Supplied data =>

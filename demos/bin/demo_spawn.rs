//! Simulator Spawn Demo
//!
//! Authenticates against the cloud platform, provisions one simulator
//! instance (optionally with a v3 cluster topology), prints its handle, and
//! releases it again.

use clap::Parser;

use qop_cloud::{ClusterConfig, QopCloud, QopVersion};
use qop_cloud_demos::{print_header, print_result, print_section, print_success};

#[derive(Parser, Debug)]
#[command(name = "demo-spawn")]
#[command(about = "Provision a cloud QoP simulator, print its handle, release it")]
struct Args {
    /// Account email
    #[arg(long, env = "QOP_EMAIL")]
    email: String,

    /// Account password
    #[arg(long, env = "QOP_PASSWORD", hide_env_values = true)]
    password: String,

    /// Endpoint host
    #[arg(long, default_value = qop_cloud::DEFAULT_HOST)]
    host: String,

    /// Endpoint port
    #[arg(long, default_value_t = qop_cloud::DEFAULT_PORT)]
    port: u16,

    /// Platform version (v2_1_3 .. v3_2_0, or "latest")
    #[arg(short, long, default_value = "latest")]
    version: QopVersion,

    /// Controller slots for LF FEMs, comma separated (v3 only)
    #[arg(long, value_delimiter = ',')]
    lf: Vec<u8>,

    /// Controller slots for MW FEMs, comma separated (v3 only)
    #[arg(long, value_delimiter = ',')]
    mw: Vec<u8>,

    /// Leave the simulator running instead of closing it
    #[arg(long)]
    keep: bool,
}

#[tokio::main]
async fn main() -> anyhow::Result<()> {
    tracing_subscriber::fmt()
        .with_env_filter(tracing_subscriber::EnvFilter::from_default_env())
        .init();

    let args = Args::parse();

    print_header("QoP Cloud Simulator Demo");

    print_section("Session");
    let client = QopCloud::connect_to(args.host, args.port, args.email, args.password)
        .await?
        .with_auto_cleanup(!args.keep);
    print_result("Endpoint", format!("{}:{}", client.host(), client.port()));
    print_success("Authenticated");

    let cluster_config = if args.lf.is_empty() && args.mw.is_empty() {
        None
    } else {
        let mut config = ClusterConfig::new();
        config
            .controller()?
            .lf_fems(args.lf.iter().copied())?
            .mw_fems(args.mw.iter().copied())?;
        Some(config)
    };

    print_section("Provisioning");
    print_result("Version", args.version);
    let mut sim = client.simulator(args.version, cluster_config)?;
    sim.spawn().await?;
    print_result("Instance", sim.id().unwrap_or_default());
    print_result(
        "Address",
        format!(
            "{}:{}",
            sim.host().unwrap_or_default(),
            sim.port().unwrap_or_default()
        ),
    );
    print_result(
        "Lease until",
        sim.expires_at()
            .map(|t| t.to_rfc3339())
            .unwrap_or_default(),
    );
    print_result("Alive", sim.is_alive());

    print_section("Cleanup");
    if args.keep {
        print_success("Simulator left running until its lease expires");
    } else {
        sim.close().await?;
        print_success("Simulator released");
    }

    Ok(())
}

Task objective => Output every entry again, exactly as given.

Written answer =>
filename demos/bin/demo_spawn.rs
//! Simulator Spawn Demo
//!
//! Authenticates against the cloud platform, provisions one simulator
//! instance (optionally with a v3 cluster topology), prints its handle, and
//! releases it again.

use clap::Parser;

use qop_cloud::{ClusterConfig, QopCloud, QopVersion};
use qop_cloud_demos::{print_header, print_result, print_section, print_success};

#[derive(Parser, Debug)]
#[command(name = "demo-spawn")]
#[command(about = "Provision a cloud QoP simulator, print its handle, release it")]
struct Args {
    /// Account email
    #[arg(long, env = "QOP_EMAIL")]
    email: String,

    /// Account password
    #[arg(long, env = "QOP_PASSWORD", hide_env_values = true)]
    password: String,

    /// Endpoint host
    #[arg(long, default_value = qop_cloud::DEFAULT_HOST)]
    host: String,

    /// Endpoint port
    #[arg(long, default_value_t = qop_cloud::DEFAULT_PORT)]
    port: u16,

    /// Platform version (v2_1_3 .. v3_2_0, or "latest")
    #[arg(short, long, default_value = "latest")]
    version: QopVersion,

    /// Controller slots for LF FEMs, comma separated (v3 only)
    #[arg(long, value_delimiter = ',')]
    lf: Vec<u8>,

    /// Controller slots for MW FEMs, comma separated (v3 only)
    #[arg(long, value_delimiter = ',')]
    mw: Vec<u8>,

    /// Leave the simulator running instead of closing it
    #[arg(long)]
    keep: bool,
}

#[tokio::main]
async fn main() -> anyhow::Result<()> {
    tracing_subscriber::fmt()
        .with_env_filter(tracing_subscriber::EnvFilter::from_default_env())
        .init();

    let args = Args::parse();

    print_header("QoP Cloud Simulator Demo");

    print_section("Session");
    let client = QopCloud::connect_to(args.host, args.port, args.email, args.password)
        .await?
        .with_auto_cleanup(!args.keep);
    print_result("Endpoint", format!("{}:{}", client.host(), client.port()));
    print_success("Authenticated");

    let cluster_config = if args.lf.is_empty() && args.mw.is_empty() {
        None
    } else {
        let mut config = ClusterConfig::new();
        config
            .controller()?
            .lf_fems(args.lf.iter().copied())?
            .mw_fems(args.mw.iter().copied())?;
        Some(config)
    };

    print_section("Provisioning");
    print_result("Version", args.version);
    let mut sim = client.simulator(args.version, cluster_config)?;
    sim.spawn().await?;
    print_result("Instance", sim.id().unwrap_or_default());
    print_result(
        "Address",
        format!(
            "{}:{}",
            sim.host().unwrap_or_default(),
            sim.port().unwrap_or_default()
        ),
    );
    print_result(
        "Lease until",
        sim.expires_at()
            .map(|t| t.to_rfc3339())
            .unwrap_or_default(),
    );
    print_result("Alive", sim.is_alive());

    print_section("Cleanup");
    if args.keep {
        print_success("Simulator left running until its lease expires");
    } else {
        sim.close().await?;
        print_success("Simulator released");
    }

    Ok(())
}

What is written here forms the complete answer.